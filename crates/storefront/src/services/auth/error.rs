//! Authentication error types.

use thiserror::Error;

use crate::storage::StorageError;

/// Errors that can occur during login and logout.
#[derive(Debug, Error)]
pub enum AuthError {
    /// The password does not have the accepted format.
    #[error("Invalid credentials. Password must be at least {min_length} characters.")]
    InvalidCredentialFormat {
        /// Minimum accepted password length.
        min_length: usize,
    },

    /// The login flag could not be written.
    #[error("storage error: {0}")]
    Storage(#[from] StorageError),
}
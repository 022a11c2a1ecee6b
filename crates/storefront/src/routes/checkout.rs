//! Location page handlers: delivery location and purchase finalization.

use tracing::instrument;

use super::{Navigation, Outcome, Page};
use crate::error::Result;
use crate::state::PageState;
use crate::views::CheckoutView;

/// What the location page shows.
#[must_use]
pub fn show(state: &PageState<'_>) -> CheckoutView {
    CheckoutView::from(state.checkout().stage(state.cart()))
}

/// Save the delivery location, then reload to show it.
///
/// # Errors
///
/// Returns `AppError::Checkout` if the cart is empty, a field is blank, or
/// the location could not be saved.
#[instrument(skip(state))]
pub fn save_location(
    state: &mut PageState<'_>,
    region: &str,
    city: &str,
    barangay: &str,
) -> Result<Outcome> {
    state
        .checkout()
        .save_location(state.cart(), region, city, barangay)?;

    Ok(Outcome::stay(state)
        .with_notice("Delivery location saved! Please click 'Finalize Purchase' to confirm the order.")
        .navigate(Navigation::Reload))
}

/// Finalize the purchase and return to the landing page.
///
/// # Errors
///
/// Returns `AppError::Checkout` if the cart is empty, no location is saved,
/// or the location could not be removed.
#[instrument(skip(state))]
pub fn finalize_purchase(state: &mut PageState<'_>) -> Result<Outcome> {
    let gate = state.checkout();
    gate.finalize_purchase(state.cart_mut())?;

    let notice = format!(
        "Thank you for your purchase from {}!",
        state.config().store_name
    );
    Ok(Outcome::stay(state)
        .with_notice(notice)
        .navigate(Navigation::Redirect(Page::Landing)))
}
//! Menu view grouped by category.

use oven_core::{Catalog, Product};

/// Heading shown above the menu.
pub const MENU_HEADING: &str = "Our Delicious Menu";

/// A product card on the menu.
#[derive(Debug, Clone, PartialEq, Eq)]
pub struct ProductCard {
    pub id: String,
    pub name: String,
    pub price: String,
    pub image: String,
}

/// One category section of the menu.
#[derive(Debug, Clone, PartialEq, Eq)]
pub struct CategorySection {
    pub name: String,
    pub products: Vec<ProductCard>,
}

/// The full menu, sections in first-seen category order.
#[derive(Debug, Clone, PartialEq, Eq)]
pub struct CatalogView {
    pub heading: &'static str,
    pub sections: Vec<CategorySection>,
}

impl From<&Catalog> for CatalogView {
    fn from(catalog: &Catalog) -> Self {
        let sections = catalog
            .group_by_category()
            .into_iter()
            .map(|(name, products)| CategorySection {
                name: name.to_owned(),
                products: products.into_iter().map(ProductCard::from).collect(),
            })
            .collect();

        Self {
            heading: MENU_HEADING,
            sections,
        }
    }
}

impl From<&Product> for ProductCard {
    fn from(product: &Product) -> Self {
        Self {
            id: product.id.to_string(),
            name: product.name.clone(),
            price: product.price.display(),
            image: product.image.clone(),
        }
    }
}
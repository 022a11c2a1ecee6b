//! The product catalog.
//!
//! The catalog is the single source of truth for product attributes. It is
//! built once at startup and never mutated; iteration order is declaration
//! order.

use indexmap::IndexMap;

use crate::types::{Price, Product, ProductId};

/// Errors that can occur when building a [`Catalog`].
#[derive(thiserror::Error, Debug, Clone, PartialEq, Eq)]
pub enum CatalogError {
    /// Two products share the same id.
    #[error("duplicate product id: {0}")]
    DuplicateId(ProductId),
}

/// The built-in menu: `(id, name, price, category, image)`.
const MENU: &[(&str, &str, u32, &str, &str)] = &[
    ("cvc", "Red Velvet Cupcake", 45, "Cupcakes", "images/red velvet.jpg"),
    ("cbc", "Brownie Cupcake", 45, "Cupcakes", "images/brownie cupcake.jpg"),
    ("cbb", "Classic Burnt Basque", 40, "Cupsize Cheesecakes", "images/basque cup - Copy.jpg"),
    ("cst", "Strawberry", 40, "Cupsize Cheesecakes", "images/strawberry cup.jpg"),
    ("cnt", "Nutella", 40, "Cupsize Cheesecakes", "images/nutella cup.jpg"),
    ("ccc", "Chocolate Chip Cookies", 60, "Cookies", "images/chocolate chips.jpg"),
    ("ckc", "Cookies and Cream Cookies", 60, "Cookies", "images/cookies cream cookie.jpg"),
    ("cmc", "Cookie Monster Cookies", 60, "Cookies", "images/cookie monster.jpg"),
    ("pbb", "Classic Burnt Basque (4-inch)", 190, "4-inch Pan Cheesecakes", "images/basque pan.jpg"),
    ("pst", "Strawberry (4-inch)", 210, "4-inch Pan Cheesecakes", "images/strawberry pan.jpg"),
    ("pnt", "Nutella (4-inch)", 210, "4-inch Pan Cheesecakes", "images/nutella pan.jpg"),
];

/// An immutable, ordered product catalog.
#[derive(Debug, Clone, Default)]
pub struct Catalog {
    products: IndexMap<ProductId, Product>,
}

impl Catalog {
    /// Build a catalog from products in declaration order.
    ///
    /// # Errors
    ///
    /// Returns `CatalogError::DuplicateId` if two products share an id.
    pub fn new(products: impl IntoIterator<Item = Product>) -> Result<Self, CatalogError> {
        let mut map = IndexMap::new();
        for product in products {
            if map.contains_key(&product.id) {
                return Err(CatalogError::DuplicateId(product.id));
            }
            map.insert(product.id.clone(), product);
        }
        Ok(Self { products: map })
    }

    /// The store's built-in menu.
    #[must_use]
    pub fn arts_in_the_oven() -> Self {
        let products = MENU
            .iter()
            .filter_map(|&(id, name, price, category, image)| {
                let id = ProductId::parse(id).ok()?;
                Some(Product::new(id, name, Price::whole(price), category, image))
            })
            .map(|product| (product.id.clone(), product))
            .collect();
        Self { products }
    }

    /// Look up a product by id.
    #[must_use]
    pub fn lookup(&self, id: &ProductId) -> Option<&Product> {
        self.products.get(id)
    }

    /// All products in declaration order.
    pub fn all(&self) -> impl ExactSizeIterator<Item = &Product> {
        self.products.values()
    }

    /// Products grouped by category.
    ///
    /// Categories appear in the order they are first seen; products keep
    /// catalog order within each category.
    #[must_use]
    pub fn group_by_category(&self) -> IndexMap<&str, Vec<&Product>> {
        let mut groups: IndexMap<&str, Vec<&Product>> = IndexMap::new();
        for product in self.products.values() {
            groups.entry(product.category.as_str()).or_default().push(product);
        }
        groups
    }

    /// Number of products.
    #[must_use]
    pub fn len(&self) -> usize {
        self.products.len()
    }

    /// Returns `true` if the catalog has no products.
    #[must_use]
    pub fn is_empty(&self) -> bool {
        self.products.is_empty()
    }
}
//! Login page.

use std::io::Write;

use secrecy::SecretString;

use oven_storefront::PageState;
use oven_storefront::routes::{self, Action};

use super::write_outcome;
use crate::CliError;

pub fn status(state: &PageState<'_>, out: &mut impl Write) -> Result<(), CliError> {
    let view = routes::auth::status(state);
    writeln!(out, "{}", view.message)?;
    Ok(())
}

pub fn login(
    state: &mut PageState<'_>,
    password: SecretString,
    out: &mut impl Write,
) -> Result<(), CliError> {
    let outcome = routes::dispatch(state, Action::Login(password))?;
    write_outcome(out, &outcome)?;
    Ok(())
}

pub fn logout(state: &mut PageState<'_>, out: &mut impl Write) -> Result<(), CliError> {
    let outcome = routes::dispatch(state, Action::Logout)?;
    write_outcome(out, &outcome)?;
    Ok(())
}

#[cfg(test)]
#[allow(clippy::unwrap_used)]
mod tests {
    use oven_core::Catalog;
    use oven_storefront::config::StorefrontConfig;
    use oven_storefront::storage::MemoryStorage;

    use super::*;

    #[test]
    fn test_login_then_status() {
        let config = StorefrontConfig::default();
        let catalog = Catalog::arts_in_the_oven();
        let storage = MemoryStorage::new();
        let mut state = PageState::load(&config, &catalog, &storage);

        let mut out = Vec::new();
        login(&mut state, SecretString::from("pass1234"), &mut out).unwrap();
        assert!(String::from_utf8(out).unwrap().starts_with("Successfully logged in!"));

        let mut out = Vec::new();
        status(&state, &mut out).unwrap();
        assert_eq!(
            String::from_utf8(out).unwrap(),
            "Welcome back to Arts in the Oven!\n"
        );
    }
}
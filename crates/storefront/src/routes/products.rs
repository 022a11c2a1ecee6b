//! Menu page handler.

use crate::state::PageState;
use crate::views::CatalogView;

/// The menu, grouped by category.
#[must_use]
pub fn menu(state: &PageState<'_>) -> CatalogView {
    CatalogView::from(state.catalog())
}
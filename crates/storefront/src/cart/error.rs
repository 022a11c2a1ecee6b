//! Cart error types.

use thiserror::Error;

use oven_core::ProductId;

use crate::storage::StorageError;

/// Errors that can occur during cart operations.
#[derive(Debug, Error)]
pub enum CartError {
    /// The product id is not in the catalog. The cart was not changed.
    #[error("unknown product: {0}")]
    UnknownProduct(ProductId),

    /// Incrementing the line would overflow its quantity.
    #[error("quantity limit reached for {0}")]
    QuantityOverflow(ProductId),

    /// A cart held two lines for the same product.
    #[error("duplicate cart line for {0}")]
    DuplicateLine(ProductId),

    /// The persisted cart could not be decoded.
    #[error("malformed persisted cart: {0}")]
    MalformedPersistedState(#[source] serde_json::Error),

    /// The storage backend could not be read.
    #[error("storage error: {0}")]
    Storage(#[from] StorageError),
}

§ §

Take the lines above from the first through the one containing "the accepted format." and reproduce them exactly; include nothing else.

filename crates/storefront/src/services/auth/error.rs
//! Authentication error types.

use thiserror::Error;

use crate::storage::StorageError;

/// Errors that can occur during login and logout.
#[derive(Debug, Error)]
pub enum AuthError {
    /// The password does not have the accepted format.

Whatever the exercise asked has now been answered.